Can’t Find a Chief Security Officer?
By Guest Contributor: Mark Silver, MBA
We’ve all heard the stories: cybersecurity is increasingly important, but there is a skills shortage. I’m not convinced that is true. It depends on what you are looking for and where you are looking for it.
If you are looking for a *perfect* fit, then yes, there is a shortage. If you work for Industry “A” (pick any industry) and you reach out to a recruiter and say: “I need a CISO, so here are my three closest competitors. Get me one of those CISOs.” Then by definition, you have limited your pool of candidates. Now you have a shortage.
You struggle to solve: you either need to find a new security executive, or replace the one you have. In either case, why is the best strategy to look for the same thing you already have? Isn’t that the definition of insanity? Continue to do the same things, but expect different results.
Harvard Business Review, in its September-October 2019 issue in the article “Experience Doesn’t Predict a New Hire’s Success,” stated that there was a “very weak relationship between prehire experience and performance, both in training and on the job. We also found zero correlation between work experience with earlier employers and retention, or the likelihood that a person would stick with his or her new organization.”
When asked why this might be the case, the authors stated that employers needed “to consider that experience in one organization might not help—and might even hurt—performance in another if they don’t operate the same way or have similar cultures." Unfortunately, the research focused on frontline workers, and so it would be difficult to empirically prove a similar relationship at the executive level.
Despite this, employers need to define the problem they need to solve and then determine what are the skills, attitude and experience needed to solve that problem. This is a *skills* issue, not a knowledge issue.
For example, if your business operates within a complex regulatory environment with a complex risk landscape and is a matrixed organization, the best candidate is the one with the skills and experience in working in that kind of environment. Not the one who has the knowledge of working in your industry, or the one who knows about applications x, y and z. Providing that a candidate has the ability learn about a particular application, regulation, or policy, having the skills necessary to operate effectively is far more important.

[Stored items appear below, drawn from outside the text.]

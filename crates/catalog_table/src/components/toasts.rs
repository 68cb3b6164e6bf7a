use leptos::*;
use system_ui::prelude::*;

use crate::runtime_context::use_catalog_table;

#[component]
pub(super) fn ToastStack() -> impl IntoView {
    let runtime = use_catalog_table();

    view! {
        <ToastRegion layout_class="catalog-toasts">
            <For
                each=move || runtime.toasts.get()
                key=|toast| toast.id
                children=move |toast| {
                    let id = toast.id;
                    view! {
                        <Toast
                            tone=TextTone::Danger
                            summary=toast.notice.summary
                            detail=toast.notice.detail
                            on_dismiss=Callback::new(move |()| runtime.dismiss_toast(id))
                        />
                    }
                }
            />
        </ToastRegion>
    }
}
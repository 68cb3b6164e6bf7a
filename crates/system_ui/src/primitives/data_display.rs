use super::*;

#[component]
/// Bordered section, toned to match what it reports.
pub fn Panel(
    #[prop(default = TextTone::Primary)] tone: TextTone,
    #[prop(optional)] layout_class: Option<&'static str>,
    #[prop(optional)] ui_slot: Option<&'static str>,
    children: Children,
) -> impl IntoView {
    view! {
        <section
            class=merge_layout_class("ui-panel", layout_class)
            data-ui-primitive="true"
            data-ui-kind="panel"
            data-ui-slot=ui_slot
            data-ui-tone=tone.token()
        >
            {children()}
        </section>
    }
}

#[component]
/// Small inline text for status lines.
pub fn Caption(
    #[prop(default = TextTone::Primary)] tone: TextTone,
    children: Children,
) -> impl IntoView {
    view! {
        <span
            class="ui-caption"
            data-ui-primitive="true"
            data-ui-kind="caption"
            data-ui-tone=tone.token()
        >
            {children()}
        </span>
    }
}

#[component]
/// Screen-level heading; `aria_live` announces loading and error text as it changes.
pub fn Heading(
    #[prop(default = TextTone::Primary)] tone: TextTone,
    #[prop(optional)] aria_live: Option<&'static str>,
    children: Children,
) -> impl IntoView {
    view! {
        <h1
            class="ui-heading"
            data-ui-primitive="true"
            data-ui-kind="heading"
            data-ui-tone=tone.token()
            aria-live=aria_live
        >
            {children()}
        </h1>
    }
}

#[component]
/// Counter pill.
pub fn Badge(children: Children) -> impl IntoView {
    view! {
        <span class="ui-badge" data-ui-primitive="true" data-ui-kind="badge">
            {children()}
        </span>
    }
}

#[component]
/// Placeholder shown where a collection has nothing to render.
pub fn EmptyState(children: Children) -> impl IntoView {
    view! {
        <div class="ui-empty-state" data-ui-primitive="true" data-ui-kind="empty-state">
            {children()}
        </div>
    }
}

#[component]
/// One entry in a [`crate::StatusBar`].
pub fn StatusBarItem(children: Children) -> impl IntoView {
    view! {
        <span class="ui-statusbar-item" data-ui-primitive="true" data-ui-kind="statusbar-item">
            {children()}
        </span>
    }
}

#[component]
/// Grid of records. Compose with [`TableHead`] and [`TableBody`].
///
/// `aria_busy` stays raised while a page request is in flight.
pub fn DataTable(
    #[prop(optional)] layout_class: Option<&'static str>,
    #[prop(optional, into)] aria_label: Option<String>,
    #[prop(optional, into)] aria_busy: MaybeSignal<bool>,
    children: Children,
) -> impl IntoView {
    view! {
        <table
            class=merge_layout_class("ui-data-table", layout_class)
            data-ui-primitive="true"
            data-ui-kind="data-table"
            role="grid"
            aria-label=aria_label
            aria-busy=move || bool_token(aria_busy.get())
        >
            {children()}
        </table>
    }
}

#[component]
/// Single header row of [`TableHeaderCell`]s.
pub fn TableHead(children: Children) -> impl IntoView {
    view! {
        <thead data-ui-primitive="true" data-ui-kind="table-head">
            <tr>{children()}</tr>
        </thead>
    }
}

#[component]
/// Table body that swaps its rows for a full-width [`EmptyState`] row while `empty` holds.
///
/// `column_count` must match the header so the placeholder spans every column.
pub fn TableBody(
    #[prop(into)] empty: Signal<bool>,
    column_count: u32,
    #[prop(into)] empty_message: String,
    children: ChildrenFn,
) -> impl IntoView {
    let empty_message = store_value(empty_message);

    view! {
        <tbody data-ui-primitive="true" data-ui-kind="table-body">
            <Show when=move || empty.get() fallback=move || children()>
                <TableRow>
                    <TableCell colspan=column_count>
                        <EmptyState>{empty_message.get_value()}</EmptyState>
                    </TableCell>
                </TableRow>
            </Show>
        </tbody>
    }
}

#[component]
/// Body row; `row_key` is the record id.
pub fn TableRow(
    #[prop(optional, into)] row_key: Option<String>,
    #[prop(optional, into)] selected: MaybeSignal<bool>,
    children: Children,
) -> impl IntoView {
    view! {
        <tr
            class="ui-table-row"
            data-ui-primitive="true"
            data-ui-kind="table-row"
            data-row-key=row_key
            aria-selected=move || bool_token(selected.get())
            data-ui-selected=move || bool_token(selected.get())
        >
            {children()}
        </tr>
    }
}

#[component]
/// Column header. `width` is any CSS length, e.g. `"4rem"` for the selection column.
pub fn TableHeaderCell(
    #[prop(optional)] width: Option<&'static str>,
    #[prop(optional)] ui_slot: Option<&'static str>,
    children: Children,
) -> impl IntoView {
    view! {
        <th
            class="ui-table-header-cell"
            scope="col"
            style=width.map(width_style)
            data-ui-primitive="true"
            data-ui-kind="table-header-cell"
            data-ui-slot=ui_slot
        >
            {children()}
        </th>
    }
}

#[component]
/// Body cell.
pub fn TableCell(
    #[prop(optional)] colspan: Option<u32>,
    #[prop(optional)] ui_slot: Option<&'static str>,
    children: Children,
) -> impl IntoView {
    view! {
        <td
            class="ui-table-cell"
            colspan=colspan
            data-ui-primitive="true"
            data-ui-kind="table-cell"
            data-ui-slot=ui_slot
        >
            {children()}
        </td>
    }
}

fn width_style(width: &str) -> String {
    format!("width: {width}; min-width: {width}")
}

#[cfg(test)]
mod tests {
    use super::*;

    #[test]
    fn header_width_pins_both_width_and_min_width() {
        assert_eq!(width_style("4rem"), "width: 4rem; min-width: 4rem");
    }
}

It’s like teaching a teenager to drive a vehicle: we don’t ban them from driving just because they don’t have the knowledge when they are starting out. Providing they have the hand-eye coordination necessary, we teach them the road rules and then let them practice. We let them become familiar with the roads, how the vehicle travels, stopping distances, etc. With practice and knowledge, they become better.
Expand your search horizon beyond the “perfect” fit, and explore candidates with the talents, skills, and experience to solve your problems. Who knows: you may find fabulous talent outside your three closest competitors, and maybe even outside your industry.
About the Author: Mark Silver, MBA, is a former Fortune 20 CXO and has more than 20 years’ experience in technology, digital security and risk. He has held global roles as a Chief Information Officer, Chief Security Officer (physical and digital security), Chief Risk Officer, Chief Compliance Officer and Group Auditor. He currently works as an executive coach and consultant advising security, risk and technology executives.
Author's Note: I published this on LinkedIn, October 9, 2018. I updated it August 30, 2019, to include research from Harvard Business Review: Experience Doesn’t Predict a New Hire’s Success, Retrieved 1:50 PM Aug 30, 2019 from https://hbr.org/2019/09/experience-doesnt-predict-a-new-hires-success.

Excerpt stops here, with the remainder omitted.